DATA UNDER STUDY:
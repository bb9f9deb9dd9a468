//! 1-Wire Bus Master (Bit-Banging)
//!
//! Reset/Presence, Bit-Slots und Byte-Framing auf einer einzelnen Leitung.
//! Jede öffentliche Operation läuft in einer Critical Section, damit kein
//! Interrupt die Slot-Timings verschiebt.
//!
//! Invariante: Außerhalb einer Operation steht die Leitung auf Ausgang/High
//! (Idle). Das gilt auch, wenn der Reset keinen Sensor findet.

use crate::timing::{
    PRESENCE_HOLD_US, PRESENCE_SAMPLE_US, READ_INIT_LOW_US, READ_RELEASE_US, READ_SAMPLE_US,
    RESET_LOW_US, WRITE_0_LOW_US, WRITE_0_RELEASE_US, WRITE_1_LOW_US, WRITE_1_RELEASE_US,
    delay_us,
};
use crate::traits::{CycleCounter, Level, OneWireError, OneWireLine};

/// 1-Wire Bus Handle
///
/// Besitzt die Leitung und den Zähler. Keine Geräte-Adressierung, nur
/// Broadcast (SKIP ROM). Alle Operationen nehmen `&mut self`, es kann also
/// immer nur eine Transaktion gleichzeitig laufen.
pub struct OneWire<L, C> {
    line: L,
    counter: C,
}

impl<L: OneWireLine, C: CycleCounter> OneWire<L, C> {
    /// Übernimmt Leitung und Zähler und setzt den Bus auf Idle (Ausgang/High)
    pub fn new(line: L, counter: C) -> Self {
        let mut bus = Self { line, counter };
        bus.idle();
        bus
    }

    /// Gibt Leitung und Zähler zurück (z.B. um den Pin anders zu nutzen)
    pub fn release(self) -> (L, C) {
        (self.line, self.counter)
    }

    /// Lesezugriff auf die Leitung, ohne den Bus anzufassen
    pub fn line(&self) -> &L {
        &self.line
    }

    /// Reset-Puls senden und auf Presence-Puls prüfen
    ///
    /// Gibt `true` zurück, wenn ein Sensor die Leitung im Presence-Fenster
    /// Low gezogen hat. Keine Wiederholungen.
    pub fn reset(&mut self) -> bool {
        critical_section::with(|_| self.reset_unmasked())
    }

    /// Schreibt ein Byte, LSB zuerst
    pub fn write_byte(&mut self, value: u8) {
        critical_section::with(|_| self.write_byte_unmasked(value));
    }

    /// Liest ein Byte, LSB zuerst
    pub fn read_byte(&mut self) -> u8 {
        critical_section::with(|_| self.read_byte_unmasked())
    }

    pub fn write_bytes(&mut self, bytes: &[u8]) {
        critical_section::with(|_| {
            for &byte in bytes {
                self.write_byte_unmasked(byte);
            }
        });
    }

    pub fn read_bytes(&mut self, buffer: &mut [u8]) {
        critical_section::with(|_| self.read_bytes_unmasked(buffer));
    }

    /// Reset + Kommandosequenz als eine unterbrechungsfreie Transaktion
    ///
    /// Bricht ohne ein einziges Byte ab, wenn kein Sensor antwortet. Danach
    /// darf `body` weitere Bytes lesen, ebenfalls noch in derselben Critical
    /// Section.
    pub fn transaction<T>(
        &mut self,
        commands: &[u8],
        body: impl FnOnce(&mut Self) -> T,
    ) -> Result<T, OneWireError> {
        critical_section::with(|_| {
            if !self.reset_unmasked() {
                return Err(OneWireError::NoPresence);
            }
            for &command in commands {
                self.write_byte_unmasked(command);
            }
            Ok(body(self))
        })
    }

    // ========================================================================
    // Protokoll ohne Interrupt-Maskierung (Aufrufer hält die Critical Section)
    // ========================================================================

    fn reset_unmasked(&mut self) -> bool {
        self.line.set_output();
        self.line.write(Level::Low);
        delay_us(&mut self.counter, RESET_LOW_US);

        self.line.write(Level::High);
        delay_us(&mut self.counter, PRESENCE_SAMPLE_US);

        self.line.set_input();
        // Presence-Puls = Sensor hält die Leitung Low
        let present = self.line.read().is_low();
        delay_us(&mut self.counter, PRESENCE_HOLD_US);

        self.idle();
        present
    }

    fn write_bit(&mut self, bit: bool) {
        self.line.set_output();
        self.line.write(Level::Low);
        if bit {
            delay_us(&mut self.counter, WRITE_1_LOW_US);
            self.line.write(Level::High);
            delay_us(&mut self.counter, WRITE_1_RELEASE_US);
        } else {
            delay_us(&mut self.counter, WRITE_0_LOW_US);
            self.line.write(Level::High);
            delay_us(&mut self.counter, WRITE_0_RELEASE_US);
        }
    }

    fn read_bit(&mut self) -> bool {
        self.line.set_output();
        self.line.write(Level::Low);
        delay_us(&mut self.counter, READ_INIT_LOW_US);

        // Eingang = Leitung freigeben, der Sensor treibt jetzt das Bit
        self.line.set_input();
        delay_us(&mut self.counter, READ_SAMPLE_US);
        let bit = self.line.read().is_high();
        delay_us(&mut self.counter, READ_RELEASE_US);

        self.idle();
        bit
    }

    fn write_byte_unmasked(&mut self, mut value: u8) {
        for _ in 0..8 {
            self.write_bit(value & 0x01 != 0);
            value >>= 1;
        }
    }

    pub(crate) fn read_byte_unmasked(&mut self) -> u8 {
        let mut value = 0u8;
        for _ in 0..8 {
            value >>= 1;
            if self.read_bit() {
                value |= 0x80;
            }
        }
        value
    }

    pub(crate) fn read_bytes_unmasked(&mut self, buffer: &mut [u8]) {
        for byte in buffer.iter_mut() {
            *byte = self.read_byte_unmasked();
        }
    }

    fn idle(&mut self) {
        // Latch zuerst auf High, sonst zieht das Umschalten auf Ausgang die
        // Leitung kurz Low (Glitch, den der Sensor als Slot-Start sieht)
        self.line.write(Level::High);
        self.line.set_output();
    }
}
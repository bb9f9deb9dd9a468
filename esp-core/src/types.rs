//! Core Types für die Temperatur-Erfassung
//!
//! Datenstrukturen ohne Hardware-Dependencies

use crate::traits::OneWireError;

/// Temperatur-Messung für Channel-Kommunikation
///
/// Wird vom Sensor-Task an den Report-Task geschickt.
#[derive(Debug, Clone, Copy, PartialEq)]
pub struct TemperatureReading {
    /// Fortlaufende Nummer des Messzyklus
    pub sequence: u32,
    /// Letzte gültige Temperatur in °C (`None` solange noch nie gemessen wurde)
    pub celsius: Option<f32>,
    /// `true` wenn `celsius` aus diesem Zyklus stammt
    pub fresh: bool,
    /// Anzahl fehlgeschlagener Zyklen in Folge
    pub consecutive_failures: u32,
    /// Fehler des aktuellen Zyklus (falls vorhanden)
    pub error: Option<OneWireError>,
}

// ============================================================================
// defmt::Format Implementations (optional feature)
// ============================================================================

#[cfg(feature = "defmt")]
impl defmt::Format for crate::traits::Level {
    fn format(&self, fmt: defmt::Formatter) {
        match self {
            crate::traits::Level::Low => defmt::write!(fmt, "Low"),
            crate::traits::Level::High => defmt::write!(fmt, "High"),
        }
    }
}

#[cfg(feature = "defmt")]
impl defmt::Format for OneWireError {
    fn format(&self, fmt: defmt::Formatter) {
        match self {
            OneWireError::NoPresence => defmt::write!(fmt, "NoPresence"),
            OneWireError::CrcMismatch => defmt::write!(fmt, "CrcMismatch"),
        }
    }
}

#[cfg(feature = "defmt")]
impl defmt::Format for TemperatureReading {
    fn format(&self, fmt: defmt::Formatter) {
        defmt::write!(
            fmt,
            "TemperatureReading {{ seq: {}, celsius: {}, fresh: {}, failures: {}, error: {} }}",
            self.sequence,
            self.celsius,
            self.fresh,
            self.consecutive_failures,
            self.error
        )
    }
}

DIRECTIONS: When a line in the listing includes the word "Ausgang", report that line in full.

FINISHED EXERCISE:
//! Invariante: Außerhalb einer Operation steht die Leitung auf Ausgang/High
    /// Übernimmt Leitung und Zähler und setzt den Bus auf Idle (Ausgang/High)
        // Latch zuerst auf High, sonst zieht das Umschalten auf Ausgang die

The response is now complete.